Новый год пришлось все же, как и предвидел капитан, встречать на рейде. Смотрели отечественные новогодние передачи по телевизору, но настроение было плохое: вроде бы дома – и не дома, а на рейде во льдах. Жена моториста тоже смотрела новогодние передачи, но не в Самаре дома, а в гостинице – одна в номере, и у нее тоже было плохое настроение: чего вызвал, неужели нельзя было уточнить, когда их поставят в порт. Наступило четвертое января, судно по-прежнему стояло в ледяном плену на рейде в ожидании новостей. Агент каждый день говорил одно и то же о надежде постановки к причалу. К капитану подошел моторист. Капитан уже знал, что он вызывал жену и что она в гостинице: «Михаил Павлович, что делать? У жены закончились деньги, её выселяют из гостиницы». Капитан в очередной раз покачал головой и произнес: «Вот уж молодо-зелено, было ж говорено, чего-нибудь придумаем». На очередной диспетчерской пароходства Михаил Павлович отследил, какие суда в это время стоят в порту. Далее ему все же удалось дозваться до своего бывшего старпома, ныне работающего капитаном на однотипном судне, и объяснить ситуацию с мотористом и его женой: «Александр Дмитриевич, пожалуйста, приюти, сидит без денег, выселяют из гостиницы». Жена моториста перебралась на судно бывшего старпома. Её оформили как родственницу одного из членов экипажа, тоже из Самары.
Прошло еще три дня, судно все еще стояло на рейде, окончательно вмерзнув в лед, само оно уже не могло даже освободиться от ледового плена. Периодические попытки начать движение самостоятельно результатов не давали. На следующий день Михаила Павловича вызвал его бывший старпом, спросил, какие перспективы постановки к причалу. «А что ты спрашиваешь?» – «Я спрашиваю, потому что заканчиваю погрузку и буду скоро уходить, куда девать вашего гостя?». Михаил Павлович был вынужден в очередной раз вызывать агента, объяснять всю историю с женой моториста.
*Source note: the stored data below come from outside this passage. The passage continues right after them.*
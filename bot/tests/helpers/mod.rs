//! Reusable helpers for integration tests.
//!
//! Provides [`FakePlatform`], an in-memory stand-in for the chat platform,
//! and [`TestGuild`] for wiring a registry, router and scheduler around it.
#![allow(dead_code)]

use std::collections::{HashMap, HashSet};
use std::sync::{Arc, Mutex};
use std::time::Duration;

use async_trait::async_trait;
use chrono::{DateTime, Utc};
use guild_policy::access::Actor;
use guild_policy::autokick::AutokickScheduler;
use guild_policy::commands::{CommandContext, CommandRouter};
use guild_policy::config::Config;
use guild_policy::platform::{AuditEntry, AuditSink, Directory, MemberSource, Messenger, Platform};
use guild_policy::store::StoreBackend;
use guild_policy::types::{ChannelRef, Member, RoleRef};
use guild_policy::{ChannelId, PlatformError, RoleId, Tenant, TenantId, TenantRegistry, UserId};

#[derive(Default)]
pub struct FakePlatform {
    pub roles: Mutex<HashMap<RoleId, String>>,
    pub channels: Mutex<HashMap<ChannelId, String>>,
    pub members: Mutex<Vec<Member>>,
    pub kicked: Mutex<Vec<(UserId, Option<String>)>>,
    pub failing_kicks: Mutex<HashSet<UserId>>,
    pub channel_messages: Mutex<Vec<(ChannelId, String)>>,
    pub direct_messages: Mutex<Vec<(UserId, String)>>,
    pub audit_log: Mutex<Vec<AuditEntry>>,
}

impl FakePlatform {
    pub fn new() -> Arc<Self> {
        Arc::new(Self::default())
    }

    pub fn add_role(&self, id: u64, name: &str) {
        self.roles.lock().unwrap().insert(RoleId(id), name.to_string());
    }

    pub fn add_channel(&self, id: u64, name: &str) {
        self.channels.lock().unwrap().insert(ChannelId(id), name.to_string());
    }

    pub fn add_member(&self, id: u64, name: &str, roles: &[u64], joined_at: DateTime<Utc>) {
        self.members.lock().unwrap().push(Member {
            id: UserId(id),
            roles: roles.iter().copied().map(RoleId).collect(),
            joined_at,
            nickname: None,
            username: name.to_string(),
        });
    }

    pub fn kicked_ids(&self) -> Vec<UserId> {
        self.kicked.lock().unwrap().iter().map(|(id, _)| *id).collect()
    }

    pub fn messages_in(&self, channel: u64) -> Vec<String> {
        self.channel_messages
            .lock()
            .unwrap()
            .iter()
            .filter(|(c, _)| *c == ChannelId(channel))
            .map(|(_, text)| text.clone())
            .collect()
    }

    pub fn platform(self: &Arc<Self>) -> Platform {
        Platform {
            directory: Arc::clone(self) as Arc<dyn Directory>,
            members: Arc::clone(self) as Arc<dyn MemberSource>,
            messenger: Arc::clone(self) as Arc<dyn Messenger>,
            audit: Arc::clone(self) as Arc<dyn AuditSink>,
            timeout: Config::default_for_test().platform_timeout,
        }
    }
}

#[async_trait]
impl Directory for FakePlatform {
    async fn role(&self, _: TenantId, id: RoleId) -> Result<Option<RoleRef>, PlatformError> {
        Ok(self
            .roles
            .lock()
            .unwrap()
            .get(&id)
            .map(|name| RoleRef { id, name: name.clone() }))
    }

    async fn channel(&self, _: TenantId, id: ChannelId) -> Result<Option<ChannelRef>, PlatformError> {
        Ok(self
            .channels
            .lock()
            .unwrap()
            .get(&id)
            .map(|name| ChannelRef { id, name: name.clone() }))
    }
}

#[async_trait]
impl MemberSource for FakePlatform {
    async fn members(&self, _: TenantId) -> Result<Vec<Member>, PlatformError> {
        Ok(self.members.lock().unwrap().clone())
    }

    async fn kick(&self, _: TenantId, user: UserId, reason: Option<&str>) -> Result<(), PlatformError> {
        if self.failing_kicks.lock().unwrap().contains(&user) {
            return Err(PlatformError::Rejected("missing permissions".into()));
        }
        self.members.lock().unwrap().retain(|m| m.id != user);
        self.kicked
            .lock()
            .unwrap()
            .push((user, reason.map(str::to_string)));
        Ok(())
    }
}

#[async_trait]
impl Messenger for FakePlatform {
    async fn send_channel(&self, channel: ChannelId, text: &str) -> Result<(), PlatformError> {
        self.channel_messages
            .lock()
            .unwrap()
            .push((channel, text.to_string()));
        Ok(())
    }

    async fn send_direct(&self, user: UserId, text: &str) -> Result<(), PlatformError> {
        self.direct_messages
            .lock()
            .unwrap()
            .push((user, text.to_string()));
        Ok(())
    }

    async fn create_invite(
        &self,
        channel: ChannelId,
        max_age: Duration,
        max_uses: u32,
    ) -> Result<String, PlatformError> {
        Ok(format!(
            "https://chat.example/invite/{channel}-{}-{max_uses}",
            max_age.as_secs()
        ))
    }
}

#[async_trait]
impl AuditSink for FakePlatform {
    async fn record(&self, entry: AuditEntry) {
        self.audit_log.lock().unwrap().push(entry);
    }
}

/// One attached guild with a router and scheduler over a fake platform.
pub struct TestGuild {
    pub id: TenantId,
    pub fake: Arc<FakePlatform>,
    pub registry: Arc<TenantRegistry>,
    pub router: CommandRouter,
    pub scheduler: Arc<AutokickScheduler>,
    /// Channel commands are invoked from.
    pub channel: ChannelId,
}

impl TestGuild {
    pub async fn new() -> Self {
        let fake = FakePlatform::new();
        let registry = Arc::new(TenantRegistry::new(StoreBackend::Memory));
        let id = TenantId(1);
        registry.attach(id).await.expect("attach guild");

        let router = CommandRouter::new(
            Arc::clone(&registry),
            fake.platform(),
            Config::default_for_test(),
        );
        let scheduler = Arc::new(
            AutokickScheduler::new(Arc::clone(&registry), fake.platform())
                .with_rate_limiter(Arc::clone(router.limiter())),
        );

        Self {
            id,
            fake,
            registry,
            router,
            scheduler,
            channel: ChannelId(50),
        }
    }

    pub fn tenant(&self) -> Arc<Tenant> {
        self.registry.get(self.id).expect("guild attached")
    }

    pub fn admin(&self) -> CommandContext {
        self.context(1, "Admin", &[], true)
    }

    pub fn member(&self, id: u64, name: &str, roles: &[u64]) -> CommandContext {
        self.context(id, name, roles, false)
    }

    fn context(&self, id: u64, name: &str, roles: &[u64], is_admin: bool) -> CommandContext {
        CommandContext {
            tenant: self.id,
            channel: self.channel,
            actor: Actor {
                id: UserId(id),
                display_name: name.to_string(),
                roles: roles.iter().copied().map(RoleId).collect(),
                is_admin,
            },
        }
    }

    /// Run a command and return the reply, panicking when there is none.
    pub async fn say(&self, ctx: &CommandContext, line: &str) -> String {
        self.try_say(ctx, line)
            .await
            .unwrap_or_else(|| panic!("no reply to '{line}'"))
    }

    pub async fn try_say(&self, ctx: &CommandContext, line: &str) -> Option<String> {
        let mut words = line.split_whitespace();
        let name = words.next().unwrap_or_default();
        let args: Vec<&str> = words.collect();
        self.router.respond(ctx, name, &args).await
    }
}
Договорились, что агент разместит её в портовой гостинице авансом, а когда поставят к причалу, капитан произведет оплату. Пришлось бедной женщине перебираться в новую гостиницу.
Порт продолжал работу в обычном ледовом режиме, каждый день и ночь мимо вмерзшего в лед судна проходили караваны судов. Ледоколы, как утки с утятами, следовали впереди оберегаемых ими судов. На горизонте периодически появлялись крупные линейные ледоколы, осуществляющие проводку судов на рейд от кромки ледяного поля. Температура опускалась до минус двадцати пяти, и кромка стремительно перемещалась на запад. Судно поставили к причалу одиннадцатого января: ночью подошел ледокол, обколол и повел в порт.
По окончании работы комиссии моторист Колька помчался в гостиницу забирать свою настрадавшуюся супругу. Возвращались на судно они каждый сам по себе, соблюдая огромную дистанцию. Минут через десять с момента прихода на судно супружеской пары Михаил Павлович услышал громкую ругань из каюты незадачливого молодого моториста. На утро жена скоропостижно покинула борт судна, срочно уехала домой в доблестный город Самару.